The clinical trial, published in the Lancet Oncology medical journal, showed that combining the two drugs slowed cancer growth in two-thirds of women with advanced forms of the most common type of breast cancer. The medication is used for women with a particularly aggressive form of breast cancer known as HER2-positive, which is responsible for 13,000 new cases in the UK each year.
On average, it slowed the progression of the cancer by an average 9.5 months, compared to 4.6 months for those who were given a placebo.
Fulvestrant alone costs in the region of £500 a month while palbociclib – which targets the division of cancer cells – costs approximately £6,500 a month.
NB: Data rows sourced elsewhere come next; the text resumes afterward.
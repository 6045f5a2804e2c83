use std::fmt;
use std::sync::Arc;

use serde::Serialize;

/// Byte-offset span into source text. Start is inclusive, end is exclusive.
#[derive(Debug, Clone, Copy, PartialEq, Eq, Hash, Default, Serialize)]
pub struct Span {
    pub start: u32,
    pub end: u32,
}

impl Span {
    pub fn new(start: u32, end: u32) -> Self {
        debug_assert!(start <= end, "span start ({start}) must be <= end ({end})");
        Self { start, end }
    }

    pub fn len(&self) -> u32 {
        self.end - self.start
    }

    pub fn is_empty(&self) -> bool {
        self.start == self.end
    }
}

/// Line start offsets of one source file, for offset -> (line, column) lookups.
///
/// The type checker never reads source text itself; front-ends build one of
/// these per file and hand the engine finished [`Location`]s.
#[derive(Debug)]
pub struct LineIndex {
    line_starts: Vec<u32>,
}

impl LineIndex {
    pub fn new(source: &str) -> Self {
        let mut line_starts = vec![0u32];
        for (i, byte) in source.bytes().enumerate() {
            if byte == b'\n' {
                line_starts.push((i + 1) as u32);
            }
        }
        Self { line_starts }
    }

    /// Convert a byte offset to a 1-based (line, column) pair.
    fn line_col(&self, offset: u32) -> (u32, u32) {
        let line_idx = self
            .line_starts
            .partition_point(|&start| start <= offset)
            .saturating_sub(1);
        let line = (line_idx as u32) + 1;
        let col = offset - self.line_starts[line_idx] + 1;
        (line, col)
    }

    /// Build the [`Location`] of `span`, optionally tagged with a file name.
    pub fn locate(&self, span: Span, filename: Option<Arc<str>>) -> Location {
        let (line, column) = self.line_col(span.start);
        Location {
            filename,
            line,
            column,
            length: (!span.is_empty()).then(|| span.len()),
        }
    }
}

/// Source position of an AST node, as supplied by the front-end.
///
/// Only used for diagnostics. `line` and `column` are 1-based; `0` means
/// "synthesized by the compiler, no source position".
#[derive(Debug, Clone, PartialEq, Eq, Default, Serialize)]
pub struct Location {
    pub filename: Option<Arc<str>>,
    pub line: u32,
    pub column: u32,
    pub length: Option<u32>,
}

impl Location {
    pub fn new(line: u32, column: u32) -> Self {
        Location {
            filename: None,
            line,
            column,
            length: None,
        }
    }

    /// A location with no source position.
    pub fn synthetic() -> Self {
        Location::default()
    }

    pub fn with_file(mut self, filename: impl Into<Arc<str>>) -> Self {
        self.filename = Some(filename.into());
        self
    }

    pub fn with_length(mut self, length: u32) -> Self {
        self.length = Some(length);
        self
    }

    pub fn is_synthetic(&self) -> bool {
        self.line == 0
    }
}

impl fmt::Display for Location {
    fn fmt(&self, f: &mut fmt::Formatter<'_>) -> fmt::Result {
        match &self.filename {
            Some(file) => write!(f, "{}:{}:{}", file, self.line, self.column),
            None => write!(f, "line {}:{}", self.line, self.column),
        }
    }
}
//! Built-in types and their primitive methods.
//!
//! Seeds the registry with the root module `main`, the
//! `Object > Value > Numeric` hierarchy, the fixed-width primitives,
//! `Pointer`, `String`, the generic `Array` and the `Math` module, and
//! registers the operations implemented by the engine itself.

use crate::overload::{Def, DefBody, Param, Restriction};
use crate::registry::{Builtins, TypeRegistry};
use crate::ty::{Type, TypeId};

/// Register all built-in types into `reg` and return their ids.
pub fn register_builtins(reg: &mut TypeRegistry) -> Builtins {
    let main = reg.add_module("main", None);

    let object = reg.add_object_type("Object", None, main, false);
    let value = reg.add_object_type("Value", Some(object), main, false);
    let numeric = reg.add_object_type("Numeric", Some(value), main, false);

    let void = reg.add_primitive("Void", value, 1, main);
    let nil = reg.add_primitive("Nil", value, 1, main);
    let bool = reg.add_primitive("Bool", value, 1, main);
    let char = reg.add_primitive("Char", value, 1, main);
    let short = reg.add_primitive("Short", value, 2, main);
    let int = reg.add_primitive("Int", numeric, 4, main);
    let long = reg.add_primitive("Long", numeric, 8, main);
    let float = reg.add_primitive("Float", numeric, 4, main);
    let double = reg.add_primitive("Double", numeric, 8, main);
    let symbol = reg.add_primitive("Symbol", value, 4, main);
    let pointer = reg.add_pointer_template(value, main);

    let string = reg.add_object_type("String", Some(object), main, false);
    declare_slot(reg, string, "@length", int);
    declare_slot(reg, string, "@c", char);

    let array = reg.add_object_type("Array", Some(object), main, true);
    declare_slot(reg, array, "@length", int);
    declare_slot(reg, array, "@capacity", int);
    if let Some(class) = reg.class_of(array) {
        reg.class_mut(class).element_ivar = Some("@buffer".to_string());
    }

    let math = reg.add_module("Math", Some(main));

    let builtins = Builtins {
        main,
        object,
        value,
        numeric,
        void,
        nil,
        bool,
        char,
        short,
        int,
        long,
        float,
        double,
        symbol,
        pointer,
        string,
        array,
        math,
    };
    define_primitives(reg, &builtins);
    builtins
}

fn declare_slot(reg: &mut TypeRegistry, ty: TypeId, name: &str, slot: TypeId) {
    if let Type::Object(obj) = reg.get_mut(ty) {
        obj.instance_vars.insert(name.to_string(), Some(slot));
    }
}

fn arg(name: &str, ty: TypeId) -> Param {
    Param {
        name: name.to_string(),
        restriction: Some(Restriction::Type(ty)),
        default: None,
    }
}

fn primitive(reg: &mut TypeRegistry, owner: TypeId, name: &str, params: Vec<Param>, body: DefBody) {
    reg.add_def(Def::builtin(name, owner, params, body));
}

fn define_primitives(reg: &mut TypeRegistry, b: &Builtins) {
    // Ordered by width: an operation yields the wider of its operands.
    let numbers = [b.int, b.long, b.float, b.double];
    for (i, &lhs) in numbers.iter().enumerate() {
        for (j, &rhs) in numbers.iter().enumerate() {
            let wider = numbers[i.max(j)];
            for op in ["+", "-", "*", "/"] {
                primitive(reg, lhs, op, vec![arg("other", rhs)], DefBody::Primitive(wider));
            }
            for op in ["<", "<=", ">", ">=", "==", "!="] {
                primitive(reg, lhs, op, vec![arg("other", rhs)], DefBody::Primitive(b.bool));
            }
        }
    }
    for ty in [b.bool, b.char] {
        for op in ["==", "!="] {
            primitive(reg, ty, op, vec![arg("other", ty)], DefBody::Primitive(b.bool));
        }
    }

    primitive(reg, b.string, "length", Vec::new(), DefBody::Primitive(b.int));

    primitive(reg, b.pointer, "value", Vec::new(), DefBody::PointerGet);
    let value = Param {
        name: "value".to_string(),
        restriction: None,
        default: None,
    };
    primitive(reg, b.pointer, "value=", vec![value], DefBody::PointerSet);

    primitive(reg, b.array, "length", Vec::new(), DefBody::ArrayLength);
    primitive(reg, b.array, "[]", vec![arg("index", b.int)], DefBody::ArrayGet);
}

#[cfg(test)]
mod tests {
    use super::*;

    #[test]
    fn builtin_names_resolve_from_main() {
        let reg = TypeRegistry::new();
        let b = *reg.builtins();
        for (name, ty) in [("Int", b.int), ("Pointer", b.pointer), ("Array", b.array), ("Math", b.math)] {
            assert_eq!(reg.lookup_type(&[name.to_string()], b.main), Some(ty));
            assert_eq!(reg.full_name(ty), name);
        }
    }

    #[test]
    fn arithmetic_widens() {
        let reg = TypeRegistry::new();
        let b = *reg.builtins();
        let cases = [
            (b.int, b.int, b.int),
            (b.int, b.long, b.long),
            (b.float, b.int, b.float),
            (b.long, b.double, b.double),
        ];
        for (lhs, rhs, expected) in cases {
            let def = reg.lookup_def(lhs, "+", &[rhs], false, lhs).unwrap();
            assert!(matches!(reg.def(def).body, DefBody::Primitive(ty) if ty == expected));
        }
        let cmp = reg.lookup_def(b.int, "<", &[b.double], false, b.int).unwrap();
        assert!(matches!(reg.def(cmp).body, DefBody::Primitive(ty) if ty == b.bool));
        assert!(reg.lookup_def(b.int, "+", &[b.string], false, b.int).is_err());
    }

    #[test]
    fn metaclasses_answer_name() {
        let reg = TypeRegistry::new();
        let b = *reg.builtins();
        let meta = reg.metaclass_of(b.string).unwrap();
        let name = reg.lookup_def(meta, "name", &[], false, meta).unwrap();
        assert!(matches!(reg.def(name).body, DefBody::ClassName));
        let allocate = reg.lookup_def(meta, "allocate", &[], false, meta).unwrap();
        assert!(matches!(reg.def(allocate).body, DefBody::Allocate));
    }
}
Dr Turner said: ‘We hope our results lead to the adoption of this drug combination in breast cancer, where it delays the need to start chemotherapy by an average of nine months.
‘Our study also sends a powerful message that in combining new drugs in innovative trials we can find better options for women with advanced breast cancer. ‘Chemotherapy can add several months to live but it comes at a cost of often life-limiting side effects, and we need alternative treatments that are better tolerated to treat patients with advanced breast cancer.
‘ Professor Paul Workman, chief executive of The Institute of Cancer Research, London, added: ‘If we’re going to drive further improvements in survival from cancer, it’s essential that we find ways of prolonging life in people whose cancers have evolved and become resistant to treatment. ‘This trial is an exciting example of one of the most promising approaches to overcoming drug resistance, by combining drugs with different mechanisms of action to block off cancer’s escape routes. ‘It’s very encouraging to see such substantial delays to cancer progression.
‘ Samia al Qadhi, chief executive at the Breast Cancer Care charity, said: ‘Adopting this targeted approach could open doors to a new way of treating these patients, helping to delay the spread of their disease and the need to start gruelling chemotherapy. We now need to know whether it will be used in clinical practice, and if it will be made available to those who desperately need it through the NHS. ‘All cancer patients deserve access to treatments which are clinically effective.